• _DATA_
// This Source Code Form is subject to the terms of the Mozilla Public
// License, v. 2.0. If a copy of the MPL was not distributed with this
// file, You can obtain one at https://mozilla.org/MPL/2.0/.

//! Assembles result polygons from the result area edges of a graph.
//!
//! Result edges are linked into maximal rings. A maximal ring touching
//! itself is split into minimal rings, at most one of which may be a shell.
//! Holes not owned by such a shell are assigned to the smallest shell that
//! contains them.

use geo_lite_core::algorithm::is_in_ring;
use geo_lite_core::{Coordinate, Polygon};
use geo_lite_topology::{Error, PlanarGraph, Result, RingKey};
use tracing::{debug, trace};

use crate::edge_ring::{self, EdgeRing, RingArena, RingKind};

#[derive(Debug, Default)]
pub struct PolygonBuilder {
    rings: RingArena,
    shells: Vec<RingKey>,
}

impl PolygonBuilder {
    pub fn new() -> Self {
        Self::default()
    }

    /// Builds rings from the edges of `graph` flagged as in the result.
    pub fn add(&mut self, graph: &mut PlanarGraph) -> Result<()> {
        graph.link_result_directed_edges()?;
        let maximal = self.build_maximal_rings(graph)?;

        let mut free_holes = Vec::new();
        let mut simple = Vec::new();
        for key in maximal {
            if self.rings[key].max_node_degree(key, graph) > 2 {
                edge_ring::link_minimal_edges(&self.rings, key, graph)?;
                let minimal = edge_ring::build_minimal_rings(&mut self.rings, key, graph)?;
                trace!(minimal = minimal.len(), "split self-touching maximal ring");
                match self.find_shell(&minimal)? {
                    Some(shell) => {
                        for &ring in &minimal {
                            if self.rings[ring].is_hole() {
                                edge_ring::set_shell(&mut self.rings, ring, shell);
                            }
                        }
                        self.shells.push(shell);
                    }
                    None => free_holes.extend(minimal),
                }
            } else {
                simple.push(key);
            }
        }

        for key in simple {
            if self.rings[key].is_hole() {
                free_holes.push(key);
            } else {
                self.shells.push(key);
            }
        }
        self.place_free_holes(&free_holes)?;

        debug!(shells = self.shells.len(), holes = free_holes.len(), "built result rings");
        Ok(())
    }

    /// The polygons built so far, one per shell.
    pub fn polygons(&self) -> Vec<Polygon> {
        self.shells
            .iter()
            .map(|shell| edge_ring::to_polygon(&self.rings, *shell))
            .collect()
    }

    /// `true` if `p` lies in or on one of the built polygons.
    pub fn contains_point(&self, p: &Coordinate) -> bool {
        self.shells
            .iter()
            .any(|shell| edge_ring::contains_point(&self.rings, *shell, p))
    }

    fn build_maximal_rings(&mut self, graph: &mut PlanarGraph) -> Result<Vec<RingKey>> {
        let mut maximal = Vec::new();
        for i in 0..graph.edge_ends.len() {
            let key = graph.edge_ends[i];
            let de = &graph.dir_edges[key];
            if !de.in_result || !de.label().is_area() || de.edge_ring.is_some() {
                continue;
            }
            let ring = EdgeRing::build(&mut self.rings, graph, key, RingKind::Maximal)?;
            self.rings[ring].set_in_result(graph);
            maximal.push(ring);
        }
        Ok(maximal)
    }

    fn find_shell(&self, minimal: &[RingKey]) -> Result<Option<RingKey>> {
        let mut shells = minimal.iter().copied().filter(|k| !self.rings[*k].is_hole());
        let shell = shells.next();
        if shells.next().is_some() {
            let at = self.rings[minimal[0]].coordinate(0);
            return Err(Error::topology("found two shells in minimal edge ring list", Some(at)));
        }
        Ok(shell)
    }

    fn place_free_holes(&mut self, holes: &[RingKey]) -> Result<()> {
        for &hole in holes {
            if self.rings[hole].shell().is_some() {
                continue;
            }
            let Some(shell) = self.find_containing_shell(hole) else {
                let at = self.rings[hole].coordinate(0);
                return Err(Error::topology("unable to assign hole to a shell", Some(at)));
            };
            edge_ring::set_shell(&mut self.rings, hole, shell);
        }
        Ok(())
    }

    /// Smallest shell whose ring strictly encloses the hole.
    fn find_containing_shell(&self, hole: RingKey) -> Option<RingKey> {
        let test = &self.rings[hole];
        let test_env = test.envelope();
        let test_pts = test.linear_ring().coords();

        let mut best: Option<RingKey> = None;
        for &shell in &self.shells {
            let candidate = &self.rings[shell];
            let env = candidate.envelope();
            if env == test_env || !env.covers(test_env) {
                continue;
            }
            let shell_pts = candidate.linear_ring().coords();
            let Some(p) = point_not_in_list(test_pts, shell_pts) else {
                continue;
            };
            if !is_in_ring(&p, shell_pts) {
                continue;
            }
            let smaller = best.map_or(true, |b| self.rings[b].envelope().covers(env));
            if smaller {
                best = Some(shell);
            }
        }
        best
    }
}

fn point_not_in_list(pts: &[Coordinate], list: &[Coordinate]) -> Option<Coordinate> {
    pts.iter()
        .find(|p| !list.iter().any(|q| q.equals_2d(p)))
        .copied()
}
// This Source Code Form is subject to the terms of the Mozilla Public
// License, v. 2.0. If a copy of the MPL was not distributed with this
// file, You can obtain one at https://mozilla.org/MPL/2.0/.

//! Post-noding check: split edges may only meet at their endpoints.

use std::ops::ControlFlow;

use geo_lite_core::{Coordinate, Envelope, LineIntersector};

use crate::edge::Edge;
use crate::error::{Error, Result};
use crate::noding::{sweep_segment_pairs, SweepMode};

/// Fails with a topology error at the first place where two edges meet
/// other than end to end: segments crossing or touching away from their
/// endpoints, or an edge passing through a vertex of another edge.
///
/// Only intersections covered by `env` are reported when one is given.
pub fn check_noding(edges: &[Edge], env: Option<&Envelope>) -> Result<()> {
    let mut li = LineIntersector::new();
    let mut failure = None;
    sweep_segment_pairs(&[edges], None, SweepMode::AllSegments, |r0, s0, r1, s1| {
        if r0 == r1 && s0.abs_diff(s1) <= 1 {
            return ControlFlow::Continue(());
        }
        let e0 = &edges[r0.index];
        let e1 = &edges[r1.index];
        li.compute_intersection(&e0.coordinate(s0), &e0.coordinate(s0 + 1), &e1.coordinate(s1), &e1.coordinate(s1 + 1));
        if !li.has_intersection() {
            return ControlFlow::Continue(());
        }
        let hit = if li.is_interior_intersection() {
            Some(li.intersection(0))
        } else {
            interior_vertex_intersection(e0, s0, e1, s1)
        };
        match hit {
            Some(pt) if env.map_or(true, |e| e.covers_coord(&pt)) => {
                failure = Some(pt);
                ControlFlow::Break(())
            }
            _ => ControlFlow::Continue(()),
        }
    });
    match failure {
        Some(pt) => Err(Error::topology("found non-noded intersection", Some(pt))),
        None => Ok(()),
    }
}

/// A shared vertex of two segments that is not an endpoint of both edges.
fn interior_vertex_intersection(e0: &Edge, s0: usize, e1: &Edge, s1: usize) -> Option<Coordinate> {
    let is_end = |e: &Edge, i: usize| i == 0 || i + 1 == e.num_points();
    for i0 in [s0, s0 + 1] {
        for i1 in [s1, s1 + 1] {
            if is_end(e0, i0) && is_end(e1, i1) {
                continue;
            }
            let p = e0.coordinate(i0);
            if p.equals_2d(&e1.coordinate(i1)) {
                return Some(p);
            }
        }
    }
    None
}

• _WHAT YOU ARE ASKED TO DO_
Retype every line of the material exactly as given.

• _RESULT OF THIS TASK_
// This Source Code Form is subject to the terms of the Mozilla Public
// License, v. 2.0. If a copy of the MPL was not distributed with this
// file, You can obtain one at https://mozilla.org/MPL/2.0/.

//! Assembles result polygons from the result area edges of a graph.
//!
//! Result edges are linked into maximal rings. A maximal ring touching
//! itself is split into minimal rings, at most one of which may be a shell.
//! Holes not owned by such a shell are assigned to the smallest shell that
//! contains them.

use geo_lite_core::algorithm::is_in_ring;
use geo_lite_core::{Coordinate, Polygon};
use geo_lite_topology::{Error, PlanarGraph, Result, RingKey};
use tracing::{debug, trace};

use crate::edge_ring::{self, EdgeRing, RingArena, RingKind};

#[derive(Debug, Default)]
pub struct PolygonBuilder {
    rings: RingArena,
    shells: Vec<RingKey>,
}

impl PolygonBuilder {
    pub fn new() -> Self {
        Self::default()
    }

    /// Builds rings from the edges of `graph` flagged as in the result.
    pub fn add(&mut self, graph: &mut PlanarGraph) -> Result<()> {
        graph.link_result_directed_edges()?;
        let maximal = self.build_maximal_rings(graph)?;

        let mut free_holes = Vec::new();
        let mut simple = Vec::new();
        for key in maximal {
            if self.rings[key].max_node_degree(key, graph) > 2 {
                edge_ring::link_minimal_edges(&self.rings, key, graph)?;
                let minimal = edge_ring::build_minimal_rings(&mut self.rings, key, graph)?;
                trace!(minimal = minimal.len(), "split self-touching maximal ring");
                match self.find_shell(&minimal)? {
                    Some(shell) => {
                        for &ring in &minimal {
                            if self.rings[ring].is_hole() {
                                edge_ring::set_shell(&mut self.rings, ring, shell);
                            }
                        }
                        self.shells.push(shell);
                    }
                    None => free_holes.extend(minimal),
                }
            } else {
                simple.push(key);
            }
        }

        for key in simple {
            if self.rings[key].is_hole() {
                free_holes.push(key);
            } else {
                self.shells.push(key);
            }
        }
        self.place_free_holes(&free_holes)?;

        debug!(shells = self.shells.len(), holes = free_holes.len(), "built result rings");
        Ok(())
    }

    /// The polygons built so far, one per shell.
    pub fn polygons(&self) -> Vec<Polygon> {
        self.shells
            .iter()
            .map(|shell| edge_ring::to_polygon(&self.rings, *shell))
            .collect()
    }

    /// `true` if `p` lies in or on one of the built polygons.
    pub fn contains_point(&self, p: &Coordinate) -> bool {
        self.shells
            .iter()
            .any(|shell| edge_ring::contains_point(&self.rings, *shell, p))
    }

    fn build_maximal_rings(&mut self, graph: &mut PlanarGraph) -> Result<Vec<RingKey>> {
        let mut maximal = Vec::new();
        for i in 0..graph.edge_ends.len() {
            let key = graph.edge_ends[i];
            let de = &graph.dir_edges[key];
            if !de.in_result || !de.label().is_area() || de.edge_ring.is_some() {
                continue;
            }
            let ring = EdgeRing::build(&mut self.rings, graph, key, RingKind::Maximal)?;
            self.rings[ring].set_in_result(graph);
            maximal.push(ring);
        }
        Ok(maximal)
    }

    fn find_shell(&self, minimal: &[RingKey]) -> Result<Option<RingKey>> {
        let mut shells = minimal.iter().copied().filter(|k| !self.rings[*k].is_hole());
        let shell = shells.next();
        if shells.next().is_some() {
            let at = self.rings[minimal[0]].coordinate(0);
            return Err(Error::topology("found two shells in minimal edge ring list", Some(at)));
        }
        Ok(shell)
    }

    fn place_free_holes(&mut self, holes: &[RingKey]) -> Result<()> {
        for &hole in holes {
            if self.rings[hole].shell().is_some() {
                continue;
            }
            let Some(shell) = self.find_containing_shell(hole) else {
                let at = self.rings[hole].coordinate(0);
                return Err(Error::topology("unable to assign hole to a shell", Some(at)));
            };
            edge_ring::set_shell(&mut self.rings, hole, shell);
        }
        Ok(())
    }

    /// Smallest shell whose ring strictly encloses the hole.
    fn find_containing_shell(&self, hole: RingKey) -> Option<RingKey> {
        let test = &self.rings[hole];
        let test_env = test.envelope();
        let test_pts = test.linear_ring().coords();

        let mut best: Option<RingKey> = None;
        for &shell in &self.shells {
            let candidate = &self.rings[shell];
            let env = candidate.envelope();
            if env == test_env || !env.covers(test_env) {
                continue;
            }
            let shell_pts = candidate.linear_ring().coords();
            let Some(p) = point_not_in_list(test_pts, shell_pts) else {
                continue;
            };
            if !is_in_ring(&p, shell_pts) {
                continue;
            }
            let smaller = best.map_or(true, |b| self.rings[b].envelope().covers(env));
            if smaller {
                best = Some(shell);
            }
        }
        best
    }
}

fn point_not_in_list(pts: &[Coordinate], list: &[Coordinate]) -> Option<Coordinate> {
    pts.iter()
        .find(|p| !list.iter().any(|q| q.equals_2d(p)))
        .copied()
}
// This Source Code Form is subject to the terms of the Mozilla Public
// License, v. 2.0. If a copy of the MPL was not distributed with this
// file, You can obtain one at https://mozilla.org/MPL/2.0/.

//! Post-noding check: split edges may only meet at their endpoints.

use std::ops::ControlFlow;

use geo_lite_core::{Coordinate, Envelope, LineIntersector};

use crate::edge::Edge;
use crate::error::{Error, Result};
use crate::noding::{sweep_segment_pairs, SweepMode};

/// Fails with a topology error at the first place where two edges meet
/// other than end to end: segments crossing or touching away from their
/// endpoints, or an edge passing through a vertex of another edge.
///
/// Only intersections covered by `env` are reported when one is given.
pub fn check_noding(edges: &[Edge], env: Option<&Envelope>) -> Result<()> {
    let mut li = LineIntersector::new();
    let mut failure = None;
    sweep_segment_pairs(&[edges], None, SweepMode::AllSegments, |r0, s0, r1, s1| {
        if r0 == r1 && s0.abs_diff(s1) <= 1 {
            return ControlFlow::Continue(());
        }
        let e0 = &edges[r0.index];
        let e1 = &edges[r1.index];
        li.compute_intersection(&e0.coordinate(s0), &e0.coordinate(s0 + 1), &e1.coordinate(s1), &e1.coordinate(s1 + 1));
        if !li.has_intersection() {
            return ControlFlow::Continue(());
        }
        let hit = if li.is_interior_intersection() {
            Some(li.intersection(0))
        } else {
            interior_vertex_intersection(e0, s0, e1, s1)
        };
        match hit {
            Some(pt) if env.map_or(true, |e| e.covers_coord(&pt)) => {
                failure = Some(pt);
                ControlFlow::Break(())
            }
            _ => ControlFlow::Continue(()),
        }
    });
    match failure {
        Some(pt) => Err(Error::topology("found non-noded intersection", Some(pt))),
        None => Ok(()),
    }
}

/// A shared vertex of two segments that is not an endpoint of both edges.
fn interior_vertex_intersection(e0: &Edge, s0: usize, e1: &Edge, s1: usize) -> Option<Coordinate> {
    let is_end = |e: &Edge, i: usize| i == 0 || i + 1 == e.num_points();
    for i0 in [s0, s0 + 1] {
        for i1 in [s1, s1 + 1] {
            if is_end(e0, i0) && is_end(e1, i1) {
                continue;
            }
            let p = e0.coordinate(i0);
            if p.equals_2d(&e1.coordinate(i1)) {
                return Some(p);
            }
        }
    }
    None
}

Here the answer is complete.